An Interview with Ruth Major, Executive Director of Read-Aloud

Ruth Major

Q: What is Read-Aloud Volunteer Program about and what do you all do?
RM: Read-Aloud is a relationship-based volunteer program that places adults into Title 1, Elementary schools, K-2, in Richmond and San Pablo. Adults work with the same child for 24 weeks of the year, reading-aloud to them for 30 minutes each week. Every other week the child choses a new book to take home to build a personal library. The teachers select the children who will participate in the program for multiple reasons. We serve around 300 children each year, depending on the number of readers and the hours they volunteer each week. We have 5 coordinators assisting the volunteers and working with teachers and children at the schools. There is also office support.

Q: What do you love most about Read-Aloud and the work you all do?
RM: Read-Aloud is about social justice and equity for children and families. Giving children the opportunity to have their own books, one-on-one adult and child time, space for children to develop at their own pace and the pure joy of reading are what makes the program alive. Children go from beginning readers to seeing themselves as learning to read with books of their own.

The friendships the children make with their readers support their growing sense of self. They literally blossom. We don’t test or stress. This is about special time and love of books and storytelling. It is about becoming life-long learners. I love to see the relationships building between the reader and child over the program year. Learning happens in the context of relationships.

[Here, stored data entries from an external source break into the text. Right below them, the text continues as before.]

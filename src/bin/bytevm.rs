use std::{
    fs::{self, File},
    io::{self, BufReader, Write},
    path::PathBuf,
    process::ExitCode,
};

use anyhow::{Context, Result};
use bytevm::{LoadOptions, Loader, VirtualMachine, VmConfig};
use clap::Parser;
use tracing::error;
use tracing_subscriber::EnvFilter;

#[derive(Parser, Debug)]
#[command(name = "bytevm")]
#[command(about = "Load and run a bytecode object file")]
struct Cli {
    /// Object file to run
    file: PathBuf,

    /// Record an execution trace
    #[arg(long)]
    trace: bool,

    /// Write the trace to this file instead of stderr
    #[arg(long, value_name = "PATH")]
    trace_file: Option<PathBuf>,

    /// Write the trace to stderr even when --trace-file is given
    #[arg(long)]
    trace_stderr: bool,

    /// Reject the program if any instruction line had to be dropped
    #[arg(long)]
    strict: bool,

    /// Print the decoded program instead of running it
    #[arg(long)]
    disassemble: bool,

    /// Operand stack capacity
    #[arg(long, value_name = "N", default_value_t = bytevm::STACK_CAPACITY)]
    stack_capacity: usize,

    /// Maximum call depth
    #[arg(long, value_name = "N", default_value_t = bytevm::CALL_STACK_CAPACITY)]
    call_depth: usize,

    /// Log load and run summaries
    #[arg(short, long)]
    verbose: bool,
}

fn init_logging(verbose: bool) {
    let default = if verbose { "bytevm=debug" } else { "bytevm=warn" };
    let filter = EnvFilter::try_from_default_env()
        .unwrap_or_else(|_| EnvFilter::new(default));

    tracing_subscriber::fmt()
        .with_env_filter(filter)
        .with_target(false)
        .with_writer(io::stderr)
        .init();
}

fn main() -> ExitCode {
    let cli = Cli::parse();
    init_logging(cli.verbose);

    match run(&cli) {
        Ok(()) => ExitCode::SUCCESS,
        Err(error) => {
            error!("{:#}", error);
            ExitCode::FAILURE
        }
    }
}

fn run(cli: &Cli) -> Result<()> {
    let file = File::open(&cli.file)
        .with_context(|| format!("Failed to open file: {}", cli.file.display()))?;
    let options = LoadOptions {
        strict: cli.strict,
    };
    let loaded = Loader::with_options(BufReader::new(file), options)
        .load()
        .with_context(|| format!("Failed to load {}", cli.file.display()))?;

    if cli.disassemble {
        println!("{}", loaded.program.disassemble());
        return Ok(());
    }

    let config = VmConfig::default()
        .with_trace(cli.trace)
        .with_stack_capacity(cli.stack_capacity)
        .with_call_stack_capacity(cli.call_depth);
    let mut vm = VirtualMachine::with_config(loaded.program, config);
    let outcome = vm.run();

    // Output and trace are flushed even when the run failed part way.
    io::stdout()
        .write_all(vm.output())
        .context("Failed to write program output")?;
    if cli.trace {
        write_trace(cli, vm.trace())?;
    }

    outcome.context("Runtime error")
}

fn write_trace(cli: &Cli, trace: &[u8]) -> Result<()> {
    match &cli.trace_file {
        Some(path) if !cli.trace_stderr => fs::write(path, trace)
            .with_context(|| format!("Failed to write trace: {}", path.display())),
        _ => io::stderr()
            .write_all(trace)
            .context("Failed to write trace"),
    }
}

Q: How has Read-Aloud made a difference and what impact do you still wish to see Read-Aloud make?
RM: Read-Aloud isn’t about teaching children to read, but sharing the joy of reading and supporting children’s interests. Through modeling, readers help children build literacy skills and confidence. They are capable and competent and our readers have the time to be active listeners and supporters of the students. Children are hearing rich, contextual language and sharing stories with their readers. This makes a huge difference to how they feel about themselves and their capabilities. Many of our young children are dealing with multiple stressors and their reading sessions are special times away from them.

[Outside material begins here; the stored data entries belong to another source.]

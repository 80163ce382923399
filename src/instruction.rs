use crate::DecodeError;
use std::fmt;
use strum::{EnumCount, EnumIter, FromRepr, IntoEnumIterator, IntoStaticStr};
use thiserror::Error;

/// The discriminant is the byte written to the code stream; the order is
/// part of the object format.
#[repr(u8)]
#[derive(
    Debug,
    Clone,
    Copy,
    PartialEq,
    Eq,
    Hash,
    EnumIter,
    EnumCount,
    FromRepr,
    IntoStaticStr,
)]
#[strum(serialize_all = "UPPERCASE")]
pub enum Opcode {
    Halt,

    IAdd,
    ISub,
    IMul,
    IDiv,
    SAdd,

    Or,
    And,
    INeg,
    Not,

    I2s,

    IEq,
    INeq,
    ILt,
    ILe,
    IGt,
    IGe,
    SEq,
    SNeq,
    SGt,
    SGe,
    SLt,
    SLe,

    Br,
    Brf,

    IConst,
    SConst,

    Load,
    Store,
    SIndex,

    Pop,
    Call,
    Locals,
    Ret,

    Print,
    SLen,
    SFree,
}

#[derive(Debug, Clone, Copy, PartialEq, Eq)]
pub enum OperandWidth {
    Short,
    Word,
}

impl OperandWidth {
    pub fn bytes(self) -> usize {
        match self {
            OperandWidth::Short => 2,
            OperandWidth::Word => 4,
        }
    }

    pub fn fits(self, value: i32) -> bool {
        match self {
            OperandWidth::Short => i16::try_from(value).is_ok(),
            OperandWidth::Word => true,
        }
    }
}

impl Opcode {
    pub fn mnemonic(self) -> &'static str {
        self.into()
    }

    pub fn from_mnemonic(name: &str) -> Option<Opcode> {
        Opcode::iter().find(|opcode| opcode.mnemonic() == name)
    }

    pub fn from_byte(byte: u8) -> Option<Opcode> {
        Opcode::from_repr(byte)
    }

    pub fn operand_widths(self) -> &'static [OperandWidth] {
        use OperandWidth::*;
        match self {
            Opcode::Br | Opcode::Brf | Opcode::IConst => &[Word],
            Opcode::SConst
            | Opcode::Load
            | Opcode::Store
            | Opcode::Locals
            | Opcode::SFree => &[Short],
            Opcode::Call => &[Word, Short],
            _ => &[],
        }
    }

    pub fn operand_count(self) -> usize {
        self.operand_widths().len()
    }

    pub fn size(self) -> usize {
        1 + self
            .operand_widths()
            .iter()
            .map(|width| width.bytes())
            .sum::<usize>()
    }

    pub fn is_branch(self) -> bool {
        matches!(self, Opcode::Br | Opcode::Brf | Opcode::Call)
    }
}

impl fmt::Display for Opcode {
    fn fmt(&self, f: &mut fmt::Formatter) -> fmt::Result {
        write!(f, "{}", self.mnemonic())
    }
}

#[derive(Debug, Error, PartialEq, Eq)]
pub enum EncodeError {
    #[error("operand mismatch; expecting {expected}, found {found}")]
    Arity { expected: usize, found: usize },

    #[error("operand {value} does not fit in {bytes} bytes")]
    OutOfRange { value: i32, bytes: usize },
}

#[derive(Debug, Clone, Copy, PartialEq, Eq)]
pub struct Instruction {
    opcode: Opcode,
    operands: [i32; 2],
}

impl Instruction {
    pub fn new(opcode: Opcode, operands: &[i32]) -> Result<Self, EncodeError> {
        let widths = opcode.operand_widths();
        if operands.len() != widths.len() {
            return Err(EncodeError::Arity {
                expected: widths.len(),
                found: operands.len(),
            });
        }

        let mut stored = [0; 2];
        for (slot, (&value, width)) in
            stored.iter_mut().zip(operands.iter().zip(widths))
        {
            if !width.fits(value) {
                return Err(EncodeError::OutOfRange {
                    value,
                    bytes: width.bytes(),
                });
            }
            *slot = value;
        }

        Ok(Self {
            opcode,
            operands: stored,
        })
    }

    pub fn opcode(&self) -> Opcode {
        self.opcode
    }

    pub fn operands(&self) -> &[i32] {
        &self.operands[..self.opcode.operand_count()]
    }

    pub fn operand(&self, index: usize) -> i32 {
        self.operands[index]
    }

    pub fn size(&self) -> usize {
        self.opcode.size()
    }

    pub fn as_bytes(&self) -> Vec<u8> {
        let mut bytes = Vec::with_capacity(self.size());
        bytes.push(self.opcode as u8);
        for (&value, width) in
            self.operands().iter().zip(self.opcode.operand_widths())
        {
            match width {
                OperandWidth::Short => {
                    bytes.extend_from_slice(&(value as i16).to_le_bytes())
                }
                OperandWidth::Word => {
                    bytes.extend_from_slice(&value.to_le_bytes())
                }
            }
        }
        bytes
    }

    pub fn decode(code: &[u8], address: usize) -> Result<Self, DecodeError> {
        let byte = *code.get(address).ok_or(DecodeError::OutOfBounds {
            address,
            length: code.len(),
        })?;
        let opcode = Opcode::from_byte(byte).ok_or(DecodeError::InvalidOpcode {
            opcode: byte,
            address,
        })?;

        let truncated = || DecodeError::TruncatedOperand {
            opcode: opcode.mnemonic(),
            address,
        };

        let mut operands = [0; 2];
        let mut cursor = address + 1;
        for (slot, width) in operands.iter_mut().zip(opcode.operand_widths()) {
            let end = cursor + width.bytes();
            let bytes = code.get(cursor..end).ok_or_else(truncated)?;
            *slot = match width {
                OperandWidth::Short => {
                    i16::from_le_bytes([bytes[0], bytes[1]]) as i32
                }
                OperandWidth::Word => {
                    i32::from_le_bytes([bytes[0], bytes[1], bytes[2], bytes[3]])
                }
            };
            cursor = end;
        }

        Ok(Self { opcode, operands })
    }
}

impl fmt::Display for Instruction {
    fn fmt(&self, f: &mut fmt::Formatter) -> fmt::Result {
        let operands = self
            .operands()
            .iter()
            .map(|x| x.to_string())
            .collect::<Vec<String>>()
            .join(", ");
        if operands.is_empty() {
            write!(f, "{}", self.opcode)
        } else {
            write!(f, "{} {}", self.opcode, operands)
        }
    }
}

pub const NUM_INSTRUCTIONS: usize = Opcode::COUNT;

#[cfg(test)]
mod tests {
    use super::*;
    use anyhow::Result;

    #[test]
    fn test_opcodes_are_dense_and_ordered() {
        let expected = [
            "HALT", "IADD", "ISUB", "IMUL", "IDIV", "SADD", "OR", "AND", "INEG",
            "NOT", "I2S", "IEQ", "INEQ", "ILT", "ILE", "IGT", "IGE", "SEQ",
            "SNEQ", "SGT", "SGE", "SLT", "SLE", "BR", "BRF", "ICONST", "SCONST",
            "LOAD", "STORE", "SINDEX", "POP", "CALL", "LOCALS", "RET", "PRINT",
            "SLEN", "SFREE",
        ];
        assert_eq!(NUM_INSTRUCTIONS, expected.len());
        for (code, mnemonic) in expected.iter().enumerate() {
            let opcode = Opcode::from_byte(code as u8).unwrap();
            assert_eq!(opcode.mnemonic(), *mnemonic);
            assert_eq!(opcode as usize, code);
        }
        assert_eq!(Opcode::from_byte(NUM_INSTRUCTIONS as u8), None);
    }

    #[test]
    fn test_lookup_by_mnemonic() {
        let tests = [
            ("HALT", Some(Opcode::Halt)),
            ("I2S", Some(Opcode::I2s)),
            ("SINDEX", Some(Opcode::SIndex)),
            ("CALL", Some(Opcode::Call)),
            ("call", None),
            ("JMP", None),
            ("", None),
        ];
        for (name, expected) in tests {
            assert_eq!(Opcode::from_mnemonic(name), expected, "{}", name);
        }
    }

    #[test]
    fn test_operand_widths() {
        let tests = [
            (Opcode::Halt, 1),
            (Opcode::IAdd, 1),
            (Opcode::Br, 5),
            (Opcode::Brf, 5),
            (Opcode::IConst, 5),
            (Opcode::SConst, 3),
            (Opcode::Load, 3),
            (Opcode::Store, 3),
            (Opcode::Locals, 3),
            (Opcode::SFree, 3),
            (Opcode::Call, 7),
        ];
        for (opcode, size) in tests {
            assert_eq!(opcode.size(), size, "{}", opcode);
        }
    }

    #[test]
    fn test_instruction_as_bytes() -> Result<()> {
        let tests = [
            (Instruction::new(Opcode::Halt, &[])?, vec![0]),
            (
                Instruction::new(Opcode::IConst, &[-2])?,
                vec![25, 0xFE, 0xFF, 0xFF, 0xFF],
            ),
            (Instruction::new(Opcode::SConst, &[258])?, vec![26, 2, 1]),
            (
                Instruction::new(Opcode::Call, &[20, 2])?,
                vec![31, 20, 0, 0, 0, 2, 0],
            ),
        ];

        for (instruction, expected) in tests {
            assert_eq!(instruction.as_bytes(), expected);
        }
        Ok(())
    }

    #[test]
    fn test_every_opcode_round_trips() -> Result<()> {
        for opcode in Opcode::iter() {
            let operands: Vec<i32> = opcode
                .operand_widths()
                .iter()
                .map(|width| match width {
                    OperandWidth::Short => -300,
                    OperandWidth::Word => 70_000,
                })
                .collect();
            let instruction = Instruction::new(opcode, &operands)?;
            let bytes = instruction.as_bytes();
            assert_eq!(bytes.len(), opcode.size());

            let decoded = Instruction::decode(&bytes, 0)?;
            assert_eq!(decoded.opcode().mnemonic(), opcode.mnemonic());
            assert_eq!(decoded.operands(), operands.as_slice());
        }
        Ok(())
    }

    #[test]
    fn test_new_rejects_bad_operands() {
        assert_eq!(
            Instruction::new(Opcode::IConst, &[]),
            Err(EncodeError::Arity {
                expected: 1,
                found: 0
            })
        );
        assert_eq!(
            Instruction::new(Opcode::Call, &[1]),
            Err(EncodeError::Arity {
                expected: 2,
                found: 1
            })
        );
        assert_eq!(
            Instruction::new(Opcode::Load, &[40_000]),
            Err(EncodeError::OutOfRange {
                value: 40_000,
                bytes: 2
            })
        );
    }

    #[test]
    fn test_decode_errors() {
        assert_eq!(
            Instruction::decode(&[200], 0),
            Err(DecodeError::InvalidOpcode {
                opcode: 200,
                address: 0
            })
        );
        assert_eq!(
            Instruction::decode(&[0, 25, 1, 0], 1),
            Err(DecodeError::TruncatedOperand {
                opcode: "ICONST",
                address: 1
            })
        );
    }

    #[test]
    fn test_instruction_strings() -> Result<()> {
        let tests = [
            (Instruction::new(Opcode::Print, &[])?, "PRINT"),
            (Instruction::new(Opcode::IConst, &[-7])?, "ICONST -7"),
            (Instruction::new(Opcode::Call, &[12, 2])?, "CALL 12, 2"),
        ];
        for (instruction, expected) in tests {
            assert_eq!(instruction.to_string(), expected);
        }
        Ok(())
    }
}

I would like to see Read-Aloud expanded and businesses be more involved in volunteering and financially supporting this program in the schools, particularly in West Contra Costa County. There is a great need and it works!

Q: What is so special about Read-Aloud and how can people make a difference?
RM: The founder of the program said: “This program is elegantly simple but a potent tool for literacy.”

Our volunteers are at the heart of the program and they are committed to the children and schools. Many have been with Read-Aloud for over 15 years. I find this remarkable. I think of many of the qualities the children gain from the program as invisible skills. How do you measure happiness and joy on an evaluation form? Teacher feedback is generally similar: the child who participated is socially and emotionally more grounded, has more focus, enjoys reading and coming to school. Read-Aloud is also about engaging the community to be supporters of families and their schools. It really is a special program.